There are two major forms of drug therapy used for lupus nephritis: high doses of corticosteroids (such as prednisone) taken orally or intravenously to control inflammation; and “steroid-sparing” drugs to suppress the activity of the immune system long-term (see Fact Sheet related to lupus medications).
Corticosteroids and steroidsparing drugs combat the hyperactivity of the immune system, to prevent more damage to the kidneys.
The most commonly used steroid-sparing drugs in lupus nephritis include cyclophosphamide (Cytoxan), mycophenolate mofetil (Cellcept) and azathioprine (Imuran). Cyclophosphamide has historically been the standard treatment for the most severe forms of lupus nephritis, and is a very usefeul treatment but has several potential negative side effects (see Fact Sheet related to lupus medications). In fact, all drugs have potential side-effects.

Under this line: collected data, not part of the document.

//! `when_all`: run several computations concurrently and join their
//! completions.
//!
//! The aggregate completes with the tuple of every child's value; the first
//! error to arrive wins over values and over any later stop, and a stop wins
//! over values. Either transition requests stop on an internal source whose
//! token every child observes, so losing children are cancelled rather than
//! abandoned. The countdown of child completions is the join barrier: the
//! child that decrements it to zero publishes the aggregate completion.

use core::{
	pin::Pin,
	sync::atomic::{AtomicU8, AtomicUsize, Ordering},
};
use std::sync::Arc;

use headwater::{
	env::GetStopToken,
	stop::{StopCallback, StopSource, StopToken},
	Env, Error, OperationState, Receiver, Scheduler, Sender,
};
use parking_lot::Mutex;
use pin_project::pin_project;

use crate::adaptors::schedule_from::{continue_on, ScheduleFrom};

/// Joins a tuple of senders (arity 0 through 8).
pub fn when_all<L: SenderList>(senders: L) -> WhenAll<L> {
	WhenAll { senders }
}

/// With typed senders every child already has exactly one value signature,
/// so this is [`when_all`] under its wider surface name.
pub fn when_all_with_variant<L: SenderList>(senders: L) -> WhenAll<L> {
	when_all(senders)
}

/// [`when_all`], completing on `scheduler`'s execution context.
pub fn transfer_when_all<Sch: Scheduler, L: SenderList>(
	scheduler: Sch,
	senders: L,
) -> ScheduleFrom<Sch, WhenAll<L>> {
	continue_on(when_all(senders), scheduler)
}

#[derive(Clone, Debug)]
pub struct WhenAll<L> {
	senders: L,
}

impl<L: SenderList> Sender for WhenAll<L> {
	type Value = L::Values;

	type Operation<R> = L::Operation<R>
	where
		R: Receiver<L::Values>;

	fn connect<R>(self, receiver: R) -> Self::Operation<R>
	where
		R: Receiver<L::Values>,
	{
		L::connect_list(self.senders, receiver)
	}
}

/// A tuple of senders joinable by [`when_all`].
pub trait SenderList: Send + Sized + 'static {
	/// The tuple of every member's value.
	type Values: Send + 'static;

	type Operation<R>: 'static + OperationState
	where
		R: Receiver<Self::Values>;

	fn connect_list<R>(self, receiver: R) -> Self::Operation<R>
	where
		R: Receiver<Self::Values>;
}

const STARTED: u8 = 0;
const ERROR: u8 = 1;
const STOPPED: u8 = 2;

struct JoinState<Slots, V, R> {
	remaining: AtomicUsize,
	disposition: AtomicU8,
	slots: Mutex<Slots>,
	collect: fn(&mut Slots) -> V,
	failure: Mutex<Option<Error>>,
	stop_source: StopSource,
	outer_token: StopToken,
	receiver: Mutex<Option<R>>,
	stop_callback: Mutex<Option<StopCallback>>,
	child_env: Env,
}

impl<Slots, V, R> JoinState<Slots, V, R>
where
	Slots: Send + 'static,
	V: Send + 'static,
	R: Receiver<V>,
{
	/// The join barrier: the child that decrements the countdown to zero
	/// publishes.
	fn arrive(&self) {
		if self.remaining.fetch_sub(1, Ordering::AcqRel) != 1 {
			return;
		}
		// Deregister before publishing; this waits out an external stop
		// request whose callback is mid-flight.
		*self.stop_callback.lock() = None;
		let receiver = self.receiver.lock().take();
		let Some(receiver) = receiver else { return };
		match self.disposition.load(Ordering::Acquire) {
			ERROR => {
				let error = self
					.failure
					.lock()
					.take()
					.expect("error disposition without a stored error");
				receiver.set_error(error);
			}
			STOPPED => receiver.set_stopped(),
			_ => {
				let values = {
					let mut slots = self.slots.lock();
					(self.collect)(&mut slots)
				};
				receiver.set_value(values);
			}
		}
	}

	fn note_error(&self, error: Error) {
		let won = self
			.disposition
			.compare_exchange(STARTED, ERROR, Ordering::AcqRel, Ordering::Acquire)
			.is_ok();
		if won {
			*self.failure.lock() = Some(error);
			self.stop_source.request_stop();
		}
	}

	fn note_stopped(&self) {
		let won = self
			.disposition
			.compare_exchange(STARTED, STOPPED, Ordering::AcqRel, Ordering::Acquire)
			.is_ok();
		if won {
			self.stop_source.request_stop();
		}
	}
}

trait JoinCore: Send + Sync + 'static {
	fn arrive(&self);
	fn note_error(&self, error: Error);
	fn note_stopped(&self);
	fn child_env(&self) -> Env;
}

impl<Slots, V, R> JoinCore for JoinState<Slots, V, R>
where
	Slots: Send + 'static,
	V: Send + 'static,
	R: Receiver<V>,
{
	fn arrive(&self) {
		JoinState::arrive(self);
	}

	fn note_error(&self, error: Error) {
		JoinState::note_error(self, error);
	}

	fn note_stopped(&self) {
		JoinState::note_stopped(self);
	}

	fn child_env(&self) -> Env {
		self.child_env.clone()
	}
}

trait ChildPort<T>: Send + Sync {
	fn child_value(&self, value: T);
	fn child_error(&self, error: Error);
	fn child_stopped(&self);
	fn port_env(&self) -> Env;
}

/// Binds one child to its slot in the join state.
struct IndexedPort<J, T> {
	state: Arc<J>,
	write: fn(&J, T),
}

impl<J, T> ChildPort<T> for IndexedPort<J, T>
where
	J: JoinCore,
	T: Send + 'static,
{
	fn child_value(&self, value: T) {
		(self.write)(&self.state, value);
		self.state.arrive();
	}

	fn child_error(&self, error: Error) {
		self.state.note_error(error);
		self.state.arrive();
	}

	fn child_stopped(&self) {
		self.state.note_stopped();
		self.state.arrive();
	}

	fn port_env(&self) -> Env {
		self.state.child_env()
	}
}

/// The receiver one joined child completes into.
pub struct JoinChild<T> {
	port: Arc<dyn ChildPort<T>>,
}

fn indexed_port<J, T>(state: &Arc<J>, write: fn(&J, T)) -> JoinChild<T>
where
	J: JoinCore,
	T: Send + 'static,
{
	JoinChild {
		port: Arc::new(IndexedPort {
			state: state.clone(),
			write,
		}),
	}
}

impl<T: Send + 'static> Receiver<T> for JoinChild<T> {
	fn set_value(self, value: T) {
		self.port.child_value(value);
	}

	fn set_error(self, error: Error) {
		self.port.child_error(error);
	}

	fn set_stopped(self) {
		self.port.child_stopped();
	}

	fn env(&self) -> Env {
		self.port.port_env()
	}
}

/// The empty join: completes `set_value(())` synchronously.
#[pin_project]
pub struct ImmediateJoin<R> {
	receiver: Option<R>,
}

impl<R: Receiver<()>> OperationState for ImmediateJoin<R> {
	fn start(self: Pin<&mut Self>) {
		self.project()
			.receiver
			.take()
			.expect("operation started more than once")
			.set_value(());
	}
}

impl SenderList for () {
	type Values = ();

	type Operation<R> = ImmediateJoin<R>
	where
		R: Receiver<()>;

	fn connect_list<R>(self, receiver: R) -> ImmediateJoin<R>
	where
		R: Receiver<()>,
	{
		ImmediateJoin {
			receiver: Some(receiver),
		}
	}
}

macro_rules! impl_sender_list {
	($operation:ident; $(($S:ident, $field:ident, $index:tt)),+ $(,)?) => {
		#[pin_project]
		pub struct $operation<$($S: Sender,)+ R>
		where
			R: Receiver<($($S::Value,)+)>,
		{
			state: Arc<JoinState<($(Option<$S::Value>,)+), ($($S::Value,)+), R>>,
			$(
				#[pin]
				$field: <$S as Sender>::Operation<JoinChild<<$S as Sender>::Value>>,
			)+
		}

		impl<$($S: Sender,)+ R> OperationState for $operation<$($S,)+ R>
		where
			R: Receiver<($($S::Value,)+)>,
		{
			fn start(self: Pin<&mut Self>) {
				let this = self.project();
				let state = this.state;
				let forward = state.clone();
				let callback = state
					.outer_token
					.on_stop(move || {
						forward.stop_source.request_stop();
					});
				*state.stop_callback.lock() = Some(callback);
				$(
					this.$field.start();
				)+
			}
		}

		impl<$($S: Sender,)+> SenderList for ($($S,)+) {
			type Values = ($($S::Value,)+);

			type Operation<R> = $operation<$($S,)+ R>
			where
				R: Receiver<($($S::Value,)+)>;

			fn connect_list<R>(self, receiver: R) -> Self::Operation<R>
			where
				R: Receiver<($($S::Value,)+)>,
			{
				let ($($field,)+) = self;
				let outer_env = receiver.env();
				let outer_token = outer_env.stop_token();
				let stop_source = StopSource::new();
				let child_env = outer_env.with::<GetStopToken>(stop_source.token());
				let state = Arc::new(JoinState {
					remaining: AtomicUsize::new([$(stringify!($field),)+].len()),
					disposition: AtomicU8::new(STARTED),
					slots: Mutex::new(($(Option::<<$S as Sender>::Value>::None,)+)),
					collect: |slots| ($(
						slots
							.$index
							.take()
							.expect("joined value missing at publish"),
					)+),
					failure: Mutex::new(None),
					stop_source,
					outer_token,
					receiver: Mutex::new(Some(receiver)),
					stop_callback: Mutex::new(None),
					child_env,
				});
				$operation {
					$(
						$field: $field.connect(indexed_port(&state, |state, value| {
							if state.disposition.load(Ordering::Acquire) == STARTED {
								state.slots.lock().$index = Some(value);
							}
						})),
					)+
					state,
				}
			}
		}
	};
}

impl_sender_list!(JoinOperation1; (S0, child0, 0));
impl_sender_list!(JoinOperation2; (S0, child0, 0), (S1, child1, 1));
impl_sender_list!(JoinOperation3; (S0, child0, 0), (S1, child1, 1), (S2, child2, 2));
impl_sender_list!(
	JoinOperation4;
	(S0, child0, 0),
	(S1, child1, 1),
	(S2, child2, 2),
	(S3, child3, 3)
);
impl_sender_list!(
	JoinOperation5;
	(S0, child0, 0),
	(S1, child1, 1),
	(S2, child2, 2),
	(S3, child3, 3),
	(S4, child4, 4)
);
impl_sender_list!(
	JoinOperation6;
	(S0, child0, 0),
	(S1, child1, 1),
	(S2, child2, 2),
	(S3, child3, 3),
	(S4, child4, 4),
	(S5, child5, 5)
);
impl_sender_list!(
	JoinOperation7;
	(S0, child0, 0),
	(S1, child1, 1),
	(S2, child2, 2),
	(S3, child3, 3),
	(S4, child4, 4),
	(S5, child5, 5),
	(S6, child6, 6)
);
impl_sender_list!(
	JoinOperation8;
	(S0, child0, 0),
	(S1, child1, 1),
	(S2, child2, 2),
	(S3, child3, 3),
	(S4, child4, 4),
	(S5, child5, 5),
	(S6, child6, 6),
	(S7, child7, 7)
);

Thus, your doctors will aim for optimal control of kidney disease with a variety of medications and dosages that may vary over time, in an effort to limit side effects while maximizing benefits.
If the blood pressure is high, medication to treat this (anti-hypertensives) may also be prescribed. Two very important types of medications for people with active kidney disease are “angiotensin converting enzyme (ACE) inhibitors” (for example Monopril, Lisinopril, etc.) and “angiotensin receptor blockers” (ARBs), such as Cozaar™. Diuretic agents may be used to relieve swelling due to excess fluid in the body, and your doctor may recommend dietary changes including reduced salt intake, and possibly restricted intake of water and potassium (found in many foods, especially certain fruits and vegetables).
If the damage is severe and the kidneys fail, dialysis or a kidney transplant may be necessary. Over the past few decades, we have learned a lot about lupus nephritis and treatment has improved. It is hoped that with additional research, fewer and fewer lupus patients will suffer kidney damage.